If a plane is tail heavy it will be trimmed with down elevator. As it
speeds up, the tail generates even mored down and forces the nose more down,
which causes it to speed up and causes more down, which causes more speed
and causes more down until the plane disintegrates, does an outside loop, or
you make a control adjustment.
All this assumes that the fuselage, control surfaces, and pushrods are stiff
enough not to deflect significantly under the large forces. This is not
always a good assumption.
Clarence Sailplane Society
----- Original Message -----
From: "invicta421" <email@example.com>
Sent: Wednesday, April 02, 2003 3:50 AM
Subject: [RCSE] Why does dive CG test work?

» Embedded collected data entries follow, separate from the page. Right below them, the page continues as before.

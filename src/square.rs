//! 5×5 Polybius square: keyed letter grid with coordinate lookup.
//!
//! The square holds each letter of the 25-letter alphabet (J merged into
//! I) exactly once. Deduplicated key letters are placed first in
//! row-major reading order, then the remaining alphabet letters in A–Z
//! order. Letter → coordinate lookup goes through a direct-addressed
//! 26-entry table rather than a hash map, so the bijection between cells
//! and letters is checkable by construction.

use std::fmt;

use crate::error::CipherError;
use crate::text::{normalize, ALPHABET_WITHOUT_J};

/// Immutable 5×5 letter grid with bidirectional letter ↔ (row, col) lookup.
///
/// Built once from key text and never mutated; used by the Playfair and
/// Four-square ciphers for digraph substitution.
#[derive(Debug, Clone, PartialEq, Eq)]
pub struct PolybiusSquare {
    /// Letters in row-major order, as ASCII uppercase bytes.
    grid: [[u8; 5]; 5],
    /// Coordinates indexed by `letter - b'A'`; `None` for absent letters
    /// (always 'J', plus nothing else once construction succeeds).
    coords: [Option<(usize, usize)>; 26],
}

impl PolybiusSquare {
    /// Builds a square from key text.
    ///
    /// The key is normalized (punctuation stripped, digits spelled out,
    /// upper-cased) but NOT J-merged — callers working in the 25-letter
    /// alphabet merge J→I before calling. An empty key yields the plain
    /// alphabet square.
    ///
    /// # Errors
    /// - [`CipherError::InvalidInput`] if the key has non-alphabetic
    ///   residue after normalization.
    /// - [`CipherError::SquareOverflow`] if more than 25 distinct letters
    ///   would be placed. Only reachable when the key was not reduced to
    ///   the 25-letter alphabet, e.g. contains an unmerged 'J'.
    ///
    /// # Examples
    ///
    /// ```
    /// use squarecipher::PolybiusSquare;
    ///
    /// let square = PolybiusSquare::build("GEMINI").unwrap();
    /// assert_eq!(
    ///     square.to_string(),
    ///     "G E M I N\nA B C D F\nH K L O P\nQ R S T U\nV W X Y Z"
    /// );
    /// ```
    pub fn build(keytext: &str) -> Result<Self, CipherError> {
        let key = normalize(keytext)?;
        let mut grid = [[0u8; 5]; 5];
        let mut coords: [Option<(usize, usize)>; 26] = [None; 26];
        let mut placed = 0usize;
        for letter in key.bytes().chain(ALPHABET_WITHOUT_J.bytes()) {
            let slot = (letter - b'A') as usize;
            if coords[slot].is_some() {
                continue;
            }
            if placed == 25 {
                return Err(CipherError::SquareOverflow {
                    letter: letter as char,
                });
            }
            let cell = (placed / 5, placed % 5);
            grid[cell.0][cell.1] = letter;
            coords[slot] = Some(cell);
            placed += 1;
        }
        Ok(PolybiusSquare { grid, coords })
    }

    /// Looks up the grid coordinates of a letter.
    ///
    /// # Errors
    /// Returns [`CipherError::UnknownLetter`] if the letter is not in the
    /// square (anything outside A–Z, or 'J').
    pub fn coords_of(&self, letter: char) -> Result<(usize, usize), CipherError> {
        letter
            .try_into()
            .ok()
            .filter(u8::is_ascii_uppercase)
            .and_then(|b: u8| self.coords[(b - b'A') as usize])
            .ok_or(CipherError::UnknownLetter { letter })
    }

    /// Returns the letter at the given cell.
    ///
    /// # Panics
    /// Panics if `row` or `col` is outside `[0, 4]`.
    pub fn letter_at(&self, row: usize, col: usize) -> char {
        self.grid[row][col] as char
    }

    /// One grid row as space-separated uppercase letters, e.g. `"G E M I N"`.
    pub(crate) fn render_row(&self, row: usize) -> String {
        let mut out = String::with_capacity(9);
        for (col, &letter) in self.grid[row].iter().enumerate() {
            if col > 0 {
                out.push(' ');
            }
            out.push(letter as char);
        }
        out
    }
}

impl fmt::Display for PolybiusSquare {
    /// Renders the grid as five lines of space-separated letters.
    fn fmt(&self, f: &mut fmt::Formatter<'_>) -> fmt::Result {
        for row in 0..5 {
            if row > 0 {
                writeln!(f)?;
            }
            write!(f, "{}", self.render_row(row))?;
        }
        Ok(())
    }
}

#[cfg(test)]
mod tests {
    use super::*;

    #[test]
    fn test_gemini_square_layout() {
        let square = PolybiusSquare::build("GEMINI").unwrap();
        assert_eq!(
            square.to_string(),
            "G E M I N\nA B C D F\nH K L O P\nQ R S T U\nV W X Y Z"
        );
    }

    #[test]
    fn test_empty_key_yields_plain_alphabet() {
        let square = PolybiusSquare::build("").unwrap();
        assert_eq!(
            square.to_string(),
            "A B C D E\nF G H I K\nL M N O P\nQ R S T U\nV W X Y Z"
        );
    }

    #[test]
    fn test_key_letters_deduplicated_in_order() {
        // AQUILA: second 'A' is skipped, then the fill starts at 'B'.
        let square = PolybiusSquare::build("AQUILA").unwrap();
        assert_eq!(square.render_row(0), "A Q U I L");
        assert_eq!(square.render_row(1), "B C D E F");
    }

    #[test]
    fn test_key_is_normalized() {
        let long_key = PolybiusSquare::build("the quick brown fox!").unwrap();
        let clean_key = PolybiusSquare::build("THEQUICKBROWNFOX").unwrap();
        assert_eq!(long_key, clean_key);
    }

    #[test]
    fn test_bijection_holds_for_keyed_square() {
        let square = PolybiusSquare::build("GEMINI").unwrap();
        let mut seen = [false; 26];
        for row in 0..5 {
            for col in 0..5 {
                let letter = square.letter_at(row, col);
                let slot = (letter as u8 - b'A') as usize;
                assert!(!seen[slot], "letter {} appears twice", letter);
                seen[slot] = true;
                assert_eq!(square.coords_of(letter).unwrap(), (row, col));
            }
        }
        assert_eq!(seen.iter().filter(|&&s| s).count(), 25);
        assert!(!seen[(b'J' - b'A') as usize]);
    }

    #[test]
    fn test_coords_of_unknown_letter() {
        let square = PolybiusSquare::build("GEMINI").unwrap();
        assert_eq!(
            square.coords_of('J').unwrap_err(),
            CipherError::UnknownLetter { letter: 'J' }
        );
        assert_eq!(
            square.coords_of('a').unwrap_err(),
            CipherError::UnknownLetter { letter: 'a' }
        );
        assert_eq!(
            square.coords_of('?').unwrap_err(),
            CipherError::UnknownLetter { letter: '?' }
        );
    }

    #[test]
    fn test_unmerged_j_overflows() {
        // 'J' plus the full 25-letter fill makes 26 distinct letters.
        let err = PolybiusSquare::build("JAR").unwrap_err();
        assert!(matches!(err, CipherError::SquareOverflow { .. }));
    }

    #[test]
    fn test_invalid_key_rejected() {
        assert!(matches!(
            PolybiusSquare::build("k*y"),
            Err(CipherError::InvalidInput { .. })
        ));
    }
}
//! Text cleaning, padding, and display formatting shared by the ciphers.
//!
//! All cipher input and key text passes through [`normalize`] before any
//! cipher logic runs; all cipher output passes through [`five_chunk`] on
//! the way out. The digraph ciphers additionally use [`merge_j`] and
//! [`even_pad`].

use crate::error::CipherError;

/// The 25-letter Latin alphabet with J merged into I, in placement order.
pub(crate) const ALPHABET_WITHOUT_J: &str = "ABCDEFGHIKLMNOPQRSTUVWXYZ";

/// Characters removed outright during normalization.
const STRIPPED: &[char] = &[' ', '\t', '\n', ',', ';', ':', '.', '?', '!', '-'];

/// Cleans raw text into an uppercase A–Z string.
///
/// Strips whitespace and common punctuation, spells out digits 0–9 as
/// English words, and upper-cases the rest. Empty input yields empty
/// output.
///
/// # Errors
/// Returns [`CipherError::InvalidInput`] if any character outside A–Z
/// survives cleaning, carrying the cleaned text for diagnosis.
pub(crate) fn normalize(text: &str) -> Result<String, CipherError> {
    let mut out = String::with_capacity(text.len());
    for c in text.chars() {
        if STRIPPED.contains(&c) {
            continue;
        }
        if let Some(name) = digit_name(c) {
            out.push_str(name);
            continue;
        }
        for upper in c.to_uppercase() {
            out.push(upper);
        }
    }
    if out.chars().any(|c| !c.is_ascii_uppercase()) {
        return Err(CipherError::InvalidInput { text: out });
    }
    Ok(out)
}

/// Spelled-out name for a digit character, or `None` for anything else.
fn digit_name(c: char) -> Option<&'static str> {
    match c {
        '0' => Some("ZERO"),
        '1' => Some("ONE"),
        '2' => Some("TWO"),
        '3' => Some("THREE"),
        '4' => Some("FOUR"),
        '5' => Some("FIVE"),
        '6' => Some("SIX"),
        '7' => Some("SEVEN"),
        '8' => Some("EIGHT"),
        '9' => Some("NINE"),
        _ => None,
    }
}

/// Groups cleaned text into space-separated 5-letter chunks.
///
/// The last chunk may be shorter. Input must already be ASCII (true for
/// anything that passed [`normalize`]).
pub(crate) fn five_chunk(text: &str) -> String {
    let mut out = String::with_capacity(text.len() + text.len() / 5);
    for (i, chunk) in text.as_bytes().chunks(5).enumerate() {
        if i > 0 {
            out.push(' ');
        }
        for &b in chunk {
            out.push(b as char);
        }
    }
    out
}

/// Maps every 'J' to 'I', reducing to the 25-letter square alphabet.
pub(crate) fn merge_j(text: &str) -> String {
    text.replace('J', "I")
}

/// Pads odd-length text to even length with a trailing 'X' filler.
///
/// Not digraph-aware: a repeated letter pair inside one digraph is left
/// as-is rather than split by a filler.
pub(crate) fn even_pad(mut text: String) -> String {
    if text.len() % 2 != 0 {
        text.push('X');
    }
    text
}

/// Splits even-length ASCII text into ordered letter pairs.
pub(crate) fn digraphs(text: &str) -> impl Iterator<Item = (u8, u8)> + '_ {
    text.as_bytes().chunks_exact(2).map(|pair| (pair[0], pair[1]))
}
//! Error types for the squarecipher library.

use std::fmt;

/// Errors produced by the squarecipher library.
///
/// Every error is fatal to the single operation in progress: no partial
/// output is produced and nothing is retried. Variants carry the
/// offending character or text so callers can diagnose bad input.
#[derive(Debug, Clone, PartialEq, Eq)]
pub enum CipherError {
    /// Cleaned text still contains characters outside A–Z.
    InvalidInput {
        /// The cleaned text that failed validation.
        text: String,
    },
    /// Key text normalized to an empty string.
    EmptyKey,
    /// Square construction would place more than 25 distinct letters.
    ///
    /// Indicates an upstream cleaning defect, e.g. an unmerged 'J'.
    SquareOverflow {
        /// The letter that did not fit.
        letter: char,
    },
    /// A letter was not found in a square during substitution.
    ///
    /// Unreachable when input went through the cipher's own text prep.
    UnknownLetter {
        /// The letter that was looked up.
        letter: char,
    },
}

impl fmt::Display for CipherError {
    fn fmt(&self, f: &mut fmt::Formatter<'_>) -> fmt::Result {
        match self {
            CipherError::InvalidInput { text } => {
                write!(f, "Can only handle alphabetical input: \"{}\"", text)
            }
            CipherError::EmptyKey => {
                write!(f, "Key text normalizes to an empty string")
            }
            CipherError::SquareOverflow { letter } => {
                write!(
                    f,
                    "Square overflow placing '{}': more than 25 distinct letters",
                    letter
                )
            }
            CipherError::UnknownLetter { letter } => {
                write!(f, "Letter '{}' is not present in the square", letter)
            }
        }
    }
}

impl std::error::Error for CipherError {}

#[cfg(test)]
mod tests {
    use super::*;

    #[test]
    fn test_display_invalid_input() {
        let err = CipherError::InvalidInput {
            text: "ÜBER".to_string(),
        };
        assert_eq!(
            format!("{}", err),
            "Can only handle alphabetical input: \"ÜBER\""
        );
    }

    #[test]
    fn test_display_empty_key() {
        let err = CipherError::EmptyKey;
        assert_eq!(format!("{}", err), "Key text normalizes to an empty string");
    }

    #[test]
    fn test_display_square_overflow() {
        let err = CipherError::SquareOverflow { letter: 'Z' };
        assert_eq!(
            format!("{}", err),
            "Square overflow placing 'Z': more than 25 distinct letters"
        );
    }

    #[test]
    fn test_display_unknown_letter() {
        let err = CipherError::UnknownLetter { letter: 'J' };
        assert_eq!(format!("{}", err), "Letter 'J' is not present in the square");
    }

    #[test]
    fn test_error_equality() {
        assert_eq!(CipherError::EmptyKey, CipherError::EmptyKey);
        assert_ne!(
            CipherError::EmptyKey,
            CipherError::UnknownLetter { letter: 'A' }
        );
        assert_ne!(
            CipherError::UnknownLetter { letter: 'A' },
            CipherError::UnknownLetter { letter: 'B' }
        );
    }

    #[test]
    fn test_error_clone() {
        let err = CipherError::InvalidInput {
            text: "123".to_string(),
        };
        let cloned = err.clone();
        assert_eq!(err, cloned);
    }
}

> I have been pondering this question for the last few weeks, but
> haven't satified myself with an explaination yet. Most aerodynamics
> seem to make intutive sense to me, but this doesn't.
> The test I am speaking of is when you put the sailplane into a 45
> degree dive and see if it pulls up, flys neutral or tucks under. A
> page on how to do this can be found here:
> But this page doesn't explain why... to me it seems that a nose heavy
> glider should tuck not rise when the CG is in front of the average
> lift on the wing. Any help understanding this?